Beware! These calculations were from my rejected paper.

What it got right: The paper identified make and break regions of the strength-interval curve, predicted a dip in the anodal curve but not the cathodal curve, and produced reentry for strong stimuli near the make/break transition. It even reproduced the no-response phenomenon, in which a strong stimulus excites an action potential but an even stronger stimulus does not.

What it got wrong: Cathode-break excitation was missing. The mechanism for anode-break excitation was incorrect. The Hodgkin-Huxley model predicts that anode-break excitation arises from the ion channel kinetics (for the cognoscenti, hyperpolarization removes sodium channel inactivation). This type of anode-break excitation doesn’t happen in the heart but did occur in my simulations, leading me astray. This wrong anode-break mechanism led to wrong explanations for the dip in the anodal strength-interval curve and the no-response phenomenon. (For the correct mechanism, look here.)

Below I reproduce the final paragraph of the manuscript, with the parts that were wrong in red.
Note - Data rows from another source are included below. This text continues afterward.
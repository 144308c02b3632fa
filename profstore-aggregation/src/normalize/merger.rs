// Copyright 2025-Present Datadog, Inc. https://www.datadoghq.com/
// SPDX-License-Identifier: Apache-2.0

use super::{add_values, Normalizer};
use crate::collections::identifiable::{FxIndexMap, Id};
use crate::error::{AggregationError, Result};
use crate::internal::{StackTraceKey, ValueType};
use profstore_protobuf as pprof;
use tracing::debug;

/// Accumulates any number of compatible profiles into one.
///
/// Samples with the same canonical stack and labels are summed across all
/// merged profiles, not just within one. Order of samples in the result is
/// the order their stacks were first seen.
#[derive(Clone, Debug, Default)]
pub struct Merger {
    normalizer: Normalizer,
    samples: FxIndexMap<StackTraceKey, Vec<i64>>,
    time_nanos: i64,
    duration_nanos: i64,
    period: i64,
    profiles: usize,
}

impl Merger {
    pub fn new() -> Self {
        Self::default()
    }

    /// Merges one profile. On error the merger is left as it was before.
    pub fn merge(&mut self, profile: &pprof::Profile) -> Result<()> {
        for sample in self.normalizer.normalize(profile)? {
            let key = StackTraceKey {
                locations: sample.locations,
                labels: sample.labels,
            };
            match self.samples.get_mut(&key) {
                Some(values) => add_values(values, &sample.values),
                None => {
                    self.samples.insert(key, sample.values);
                }
            }
        }

        if profile.time_nanos != 0 && (self.time_nanos == 0 || profile.time_nanos < self.time_nanos)
        {
            self.time_nanos = profile.time_nanos;
        }
        self.duration_nanos = self.duration_nanos.saturating_add(profile.duration_nanos);
        self.period = self.period.max(profile.period);
        self.profiles += 1;
        Ok(())
    }

    /// Number of profiles merged so far.
    pub fn len(&self) -> usize {
        self.profiles
    }

    pub fn is_empty(&self) -> bool {
        self.profiles == 0
    }

    pub fn normalizer(&self) -> &Normalizer {
        &self.normalizer
    }

    /// Builds the merged sample graph. Its ids are the canonical ids.
    ///
    /// # Errors
    /// Fails when nothing was merged, since there are no sample types to
    /// describe the result.
    pub fn finish(mut self) -> Result<pprof::Profile> {
        let Some(sample_types) = self.normalizer.sample_types().map(<[_]>::to_vec) else {
            return Err(AggregationError::Merge("no profiles were merged".into()));
        };
        let sample_types = sample_types
            .iter()
            .map(|vt| self.value_type_to_pprof(vt))
            .collect::<Result<_>>()?;
        let period_type = match self.normalizer.period().cloned() {
            Some(period) => Some(self.value_type_to_pprof(&period.typ)?),
            None => None,
        };

        let samples = self
            .samples
            .iter()
            .map(|(key, values)| pprof::Sample {
                location_ids: key.locations.iter().map(|id| id.to_raw_id()).collect(),
                values: values.clone(),
                labels: self.normalizer.label_set_to_pprof(key.labels),
            })
            .collect();

        let tables = self.normalizer.to_pprof_tables();
        debug!(
            profiles = self.profiles,
            samples = self.samples.len(),
            locations = tables.locations.len(),
            "finished merge"
        );
        Ok(pprof::Profile {
            sample_types,
            samples,
            mappings: tables.mappings,
            locations: tables.locations,
            functions: tables.functions,
            string_table: tables.string_table,
            time_nanos: self.time_nanos,
            duration_nanos: self.duration_nanos,
            period_type,
            period: self.period,
            ..Default::default()
        })
    }
}

impl Merger {
    fn value_type_to_pprof(&mut self, value_type: &ValueType) -> Result<pprof::ValueType> {
        Ok(pprof::ValueType {
            r#type: self.normalizer.intern_str(&value_type.typ)?.to_raw_id(),
            unit: self.normalizer.intern_str(&value_type.unit)?.to_raw_id(),
        })
    }
}

#[cfg(test)]
mod tests {
    use super::*;
    use crate::testing::ProfileBuilder;

    fn value_of(profile: &pprof::Profile, leaf: &str) -> i64 {
        profile
            .samples
            .iter()
            .filter(|sample| {
                let location = profile
                    .locations
                    .iter()
                    .find(|l| l.id == sample.location_ids[0])
                    .unwrap();
                let function = profile
                    .functions
                    .iter()
                    .find(|f| f.id == location.lines[0].function_id)
                    .unwrap();
                profile.string_table_fetch(function.name) == leaf
            })
            .map(|sample| sample.values[0])
            .sum()
    }

    #[test]
    fn merges_across_profiles() {
        let a = ProfileBuilder::new("cpu", "nanoseconds")
            .period("cpu", "nanoseconds", 10)
            .time(2_000, 10)
            .sample(&["work", "main"], &[1])
            .build();
        let b = ProfileBuilder::new("cpu", "nanoseconds")
            .period("cpu", "nanoseconds", 20)
            .time(1_000, 5)
            .sample(&["work", "main"], &[1])
            .sample(&["idle", "main"], &[1])
            .build();

        let mut merger = Merger::new();
        merger.merge(&a).unwrap();
        merger.merge(&b).unwrap();
        assert_eq!(merger.len(), 2);

        let merged = merger.finish().unwrap();
        assert_eq!(merged.samples.len(), 2);
        assert_eq!(value_of(&merged, "work"), 2);
        assert_eq!(value_of(&merged, "idle"), 1);
        assert_eq!(merged.time_nanos, 1_000);
        assert_eq!(merged.duration_nanos, 15);
        assert_eq!(merged.period, 20);
        assert_eq!(merged.string_table_fetch(merged.sample_types[0].r#type), "cpu");
        assert!(merged.period_type.is_some());
    }

    #[test]
    fn finished_profile_normalizes_back() {
        let a = ProfileBuilder::new("samples", "count")
            .labeled_sample(&["work", "main"], &[3], &[("thread", "1")])
            .build();

        let mut merger = Merger::new();
        merger.merge(&a).unwrap();
        let merged = merger.finish().unwrap();

        let mut again = Merger::new();
        again.merge(&merged).unwrap();
        let twice = again.finish().unwrap();
        assert_eq!(twice.samples, merged.samples);
        assert_eq!(twice.samples[0].labels.len(), 1);
    }

    #[test]
    fn failed_merge_keeps_previous_state() {
        let a = ProfileBuilder::new("samples", "count")
            .sample(&["main"], &[1])
            .build();
        let b = ProfileBuilder::new("alloc_space", "bytes")
            .sample(&["main"], &[1])
            .build();

        let mut merger = Merger::new();
        merger.merge(&a).unwrap();
        assert!(merger.merge(&b).is_err());
        assert_eq!(merger.len(), 1);
        assert_eq!(value_of(&merger.finish().unwrap(), "main"), 1);
    }

    #[test]
    fn empty_merger_cannot_finish() {
        assert!(matches!(
            Merger::new().finish(),
            Err(AggregationError::Merge(_))
        ));
    }
}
“What useful conclusions result from these simulations?” is a fair question, given the limitations of the model. I believe the primary contribution is a hypothetical mechanism for the dip in the anodal strength-interval curve. The dip may arise from a complex interaction of anode-break and anode-make stimulation: A nonpropagating active response at the virtual cathode raises the threshold for anode-break stimulation under the anode. The same interaction could explain the no-response phenomenon. A second contribution is a hypothesis for the mechanism generating periodic responses to strong anodal stimuli: Anode-make stimulation cannot propagate back toward the anode because of the strong hyperpolarization, and the subsequent excitation of the tissue under the anode occurs with sufficient delay that a reentrant loop arises. This hypothesis is related to, but not the same as, the one presented by Saypol and Roth for cathodally induced periodic responses. These mechanisms are suggested by my numerical simulation using a simplified model; whether they play a role in the behavior of real cardiac tissue is unknown. Hopefully, my results will encourage more accurate simulations and, even more importantly, additional experimental measurements of the spatial-temporal distribution of transmembrane potential around the stimulating electrode during premature stimulation of cardiac tissue.

Even though this manuscript was flawed, it foreshadowed much of my research program for the mid 1990s; it was all there, in the rough. Moreover, in this case the reviewers were right and I was wrong. At the time, I was angry that anyone would reject my paper. Now, in retrospect, I realize they did me a favor; I benefited from their advice. For any young scientist who might be reading this post, don’t be too discouraged by critical reviews and rejection. Give yourself a day to whine and fuss, then fix the problems that need fixing and move on. That’s the way peer review works.